Mor Çatı Kadın Sığınağı Vakfı gönüllüsü Hale Çelebi, 25 Kasım Kadına Yönelik Şiddete Karşı Uluslararası Mücadele Günü kapsamında yaptığı açıklamada, erkek şiddetinin kaynağının toplumsal cinsiyet eşitsizliği olduğunu vurguladı. Şiddetin her kadının yaşamını etkileyen sistematik bir sorun olduğunu belirten Çelebi, şiddetle mücadelenin bütünlüklü bir yaklaşımla ele alınması gerektiğini ifade etti. Çelebi ayrıca, Mor Çatı’nın şiddete maruz kalan kadınlara hukuki, sosyal ve psikolojik destek sağladığını ve farkındalık çalışmalarıyla toplumsal değişim için mücadele ettiğini dile getirdi.
25 Kasım Kadına Yönelik Şiddete Karşı Uluslararası Mücadele Günü’nün anlamı ve önemi sizin için nedir?
25 Kasım, patriyarkaya ve yarattığı şiddete karşı kadınlar olarak tüm dünyada eş zamanlı sesimizi yükselttiğimiz, ortak isyanımızı daha da görünür kıldığımız, hepimiz özgür ve eşit olmadan hiçbirimizin güvende olmayacağı bilincini ortak paylaştığımız bir gün bu yanıyla bizim için çok anlamlı.
Bugün kapsamında kamuoyuna vermek istediğiniz temel mesaj nedir?

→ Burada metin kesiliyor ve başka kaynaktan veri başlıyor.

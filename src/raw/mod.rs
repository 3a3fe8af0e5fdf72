mod arena;
mod node;
mod node_id;
mod raw_tree;

pub(crate) use raw_tree::RawLacedTree;
use std::sync::Arc;

use async_trait::async_trait;
use log::debug;
use serde_json::Value;
use thiserror::Error;

use crate::error::BackendError;

#[derive(Debug, Clone, PartialEq, Eq)]
pub struct TableSchema {
    pub name: String,
    pub columns: Vec<String>,
}

#[derive(Debug, Clone, PartialEq, Eq, Default)]
pub struct SchemaSnapshot {
    pub tables: Vec<TableSchema>,
}

impl SchemaSnapshot {
    #[must_use]
    pub fn table(&self, name: &str) -> Option<&TableSchema> {
        self.tables.iter().find(|table| table.name == name)
    }

    #[must_use]
    pub fn column_count(&self) -> usize {
        self.tables.iter().map(|table| table.columns.len()).sum()
    }
}

/// Table node of the entity-relationship view. Relations are passed through
/// as the backend reports them.
#[derive(Debug, Clone, PartialEq)]
pub struct ErTable {
    pub name: String,
    pub columns: Vec<String>,
    pub relations: Vec<Value>,
}

#[derive(Debug, Clone, PartialEq, Default)]
pub struct ErDiagram {
    pub tables: Vec<ErTable>,
}

impl ErDiagram {
    #[must_use]
    pub fn relation_count(&self) -> usize {
        self.tables.iter().map(|table| table.relations.len()).sum()
    }
}

#[derive(Debug, Error)]
pub enum SchemaCacheError {
    #[error("schema refresh failed: {0}")]
    Backend(#[source] BackendError),
    #[error("ER diagram unavailable: {0}")]
    Diagram(#[source] BackendError),
}

#[async_trait]
pub trait SchemaBackend {
    async fn fetch_schema(&self) -> Result<SchemaSnapshot, BackendError>;
    async fn fetch_er_diagram(&self) -> Result<ErDiagram, BackendError>;
}

/// Last-fetched table inventory. A refresh swaps the whole snapshot, so
/// readers holding an `Arc` keep a consistent view.
#[derive(Debug)]
pub struct SchemaCacheService<B: SchemaBackend> {
    backend: B,
    cache: Option<Arc<SchemaSnapshot>>,
}

impl<B: SchemaBackend> SchemaCacheService<B> {
    #[must_use]
    pub fn new(backend: B) -> Self {
        Self {
            backend,
            cache: None,
        }
    }

    #[must_use]
    pub fn cached(&self) -> Option<Arc<SchemaSnapshot>> {
        self.cache.clone()
    }

    pub fn invalidate(&mut self) {
        self.cache = None;
    }

    /// Returns the cached snapshot, fetching one first if none is held.
    pub async fn snapshot(&mut self) -> Result<Arc<SchemaSnapshot>, SchemaCacheError> {
        if let Some(snapshot) = self.cached() {
            return Ok(snapshot);
        }
        self.refresh().await
    }

    /// Fetches a fresh snapshot. On failure the previous one is kept.
    pub async fn refresh(&mut self) -> Result<Arc<SchemaSnapshot>, SchemaCacheError> {
        let snapshot = Arc::new(
            self.backend
                .fetch_schema()
                .await
                .map_err(SchemaCacheError::Backend)?,
        );
        debug!(
            "schema refreshed: {} tables, {} columns",
            snapshot.tables.len(),
            snapshot.column_count()
        );

        self.cache = Some(Arc::clone(&snapshot));
        Ok(snapshot)
    }

    pub async fn list_tables(&mut self) -> Result<Vec<String>, SchemaCacheError> {
        let snapshot = self.snapshot().await?;
        Ok(snapshot
            .tables
            .iter()
            .map(|table| table.name.clone())
            .collect())
    }

    pub async fn list_columns(&mut self, table_name: &str) -> Result<Vec<String>, SchemaCacheError> {
        let snapshot = self.snapshot().await?;
        Ok(snapshot
            .table(table_name)
            .map(|table| table.columns.clone())
            .unwrap_or_default())
    }

    /// Always fetched fresh; the diagram is not cached.
    pub async fn er_diagram(&self) -> Result<ErDiagram, SchemaCacheError> {
        self.backend
            .fetch_er_diagram()
            .await
            .map_err(SchemaCacheError::Diagram)
    }
}
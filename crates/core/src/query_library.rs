use async_trait::async_trait;
use thiserror::Error;

use crate::error::{BackendError, ValidationError};

/// One run as recorded by the backend.
#[derive(Debug, Clone, PartialEq)]
pub struct HistoryEntry {
    pub query: String,
    pub timestamp: Option<String>,
    pub execution_time_ms: Option<f64>,
}

#[derive(Debug, Clone, PartialEq, Eq)]
pub struct SavedQuery {
    pub id: Option<i64>,
    pub title: String,
    pub query: String,
    pub is_public: bool,
    pub created_at: Option<String>,
}

#[derive(Debug, Clone, PartialEq, Eq)]
pub struct NewSavedQuery {
    pub title: String,
    pub query: String,
    pub is_public: bool,
}

#[derive(Debug, Error)]
pub enum QueryLibraryError {
    #[error(transparent)]
    Validation(#[from] ValidationError),
    #[error("{0}")]
    Backend(#[source] BackendError),
}

#[async_trait]
pub trait QueryLibraryBackend {
    /// Newest first.
    async fn fetch_history(&self) -> Result<Vec<HistoryEntry>, BackendError>;
    async fn save_query(&self, query: &NewSavedQuery) -> Result<Option<i64>, BackendError>;
    async fn fetch_saved_queries(&self) -> Result<Vec<SavedQuery>, BackendError>;
    async fn list_databases(&self) -> Result<Vec<String>, BackendError>;
    /// Returns the backend's confirmation message, if it sent one.
    async fn create_database(&self, name: &str) -> Result<Option<String>, BackendError>;
}

#[derive(Debug)]
pub struct QueryLibrary<B: QueryLibraryBackend> {
    backend: B,
}

impl<B: QueryLibraryBackend> QueryLibrary<B> {
    #[must_use]
    pub fn new(backend: B) -> Self {
        Self { backend }
    }

    pub async fn history(&self) -> Result<Vec<HistoryEntry>, QueryLibraryError> {
        self.backend
            .fetch_history()
            .await
            .map_err(QueryLibraryError::Backend)
    }

    pub async fn save(&self, query: NewSavedQuery) -> Result<Option<i64>, QueryLibraryError> {
        let title = query.title.trim();
        if title.is_empty() {
            return Err(ValidationError::MissingField { field: "title" }.into());
        }
        if query.query.trim().is_empty() {
            return Err(ValidationError::EmptyQuery.into());
        }

        let normalized = NewSavedQuery {
            title: title.to_string(),
            query: query.query,
            is_public: query.is_public,
        };
        self.backend
            .save_query(&normalized)
            .await
            .map_err(QueryLibraryError::Backend)
    }

    pub async fn saved_queries(&self) -> Result<Vec<SavedQuery>, QueryLibraryError> {
        self.backend
            .fetch_saved_queries()
            .await
            .map_err(QueryLibraryError::Backend)
    }

    pub async fn databases(&self) -> Result<Vec<String>, QueryLibraryError> {
        self.backend
            .list_databases()
            .await
            .map_err(QueryLibraryError::Backend)
    }

    /// The name is spliced into `CREATE DATABASE` on the server, so only
    /// plain identifiers are sent.
    pub async fn create_database(&self, name: &str) -> Result<String, QueryLibraryError> {
        let name = name.trim();
        if name.is_empty() {
            return Err(ValidationError::MissingField { field: "name" }.into());
        }
        if !is_plain_identifier(name) {
            return Err(ValidationError::InvalidDatabaseName {
                name: name.to_string(),
            }
            .into());
        }

        let message = self
            .backend
            .create_database(name)
            .await
            .map_err(QueryLibraryError::Backend)?;
        Ok(message.unwrap_or_else(|| format!("Database '{name}' created successfully.")))
    }
}

fn is_plain_identifier(name: &str) -> bool {
    name.len() <= 64
        && name.chars().all(|ch| ch.is_ascii_alphanumeric() || ch == '_')
        && !name.starts_with(|ch: char| ch.is_ascii_digit())
}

Kadına yönelik şiddetle mücadele edebilmek için önce şiddetin ne olduğu tanımlamak ve anlamak gerekiyor. Kadına yönelik erkek şiddetinin kaynağı toplumsal cinsiyet eşitsizliğinin yarattığı güç eşitsizliğidir. Aynı eşitsizlikten kaynaklanan bu şiddet, çocuklara da sıklıkla yönelir. Erkekler, bu eşitsizlikten aldıkları güçle kadınlara öfke boşaltmak, güç göstermek, onları kontrol etmek ya da cezalandırmak için farklı biçimlerde şiddet uygularlar. Şiddetin incelebilen birçok biçimi var ve tüm bunları ele aldığımızda hayatı boyunca şiddetin hiçbir türüne uğramamış bir kadının olduğunu söylemek çok güç. Bu nedenle erkek şiddetinin uzağımızda, bazı erkeklerin uyguladığı, bazı kadınların uğradığı bir şey olarak görmek, şiddeti anlamayı, dolayısıyla bütünlüklü mücadeleyi imkansız kılma riski taşır. 25 Kasım erkek şiddetinin eğitim, ekonomik sınıf, kültür, din, ırk, etnik kimlik, eğitim veya yaş gibi etmenlere bağlı olarak açıklanamayacağının, bunun tüm dünyada süregelen patriyarkanın erkeklere sağladığı güç ve egemenliğin sonucu olduğunu açıkça gösteriyor.
MOR ÇATI’NIN ÇALIŞMALARI
Mor Çatı olarak kadına yönelik şiddetle mücadelede öncelikli hedefleriniz nelerdir?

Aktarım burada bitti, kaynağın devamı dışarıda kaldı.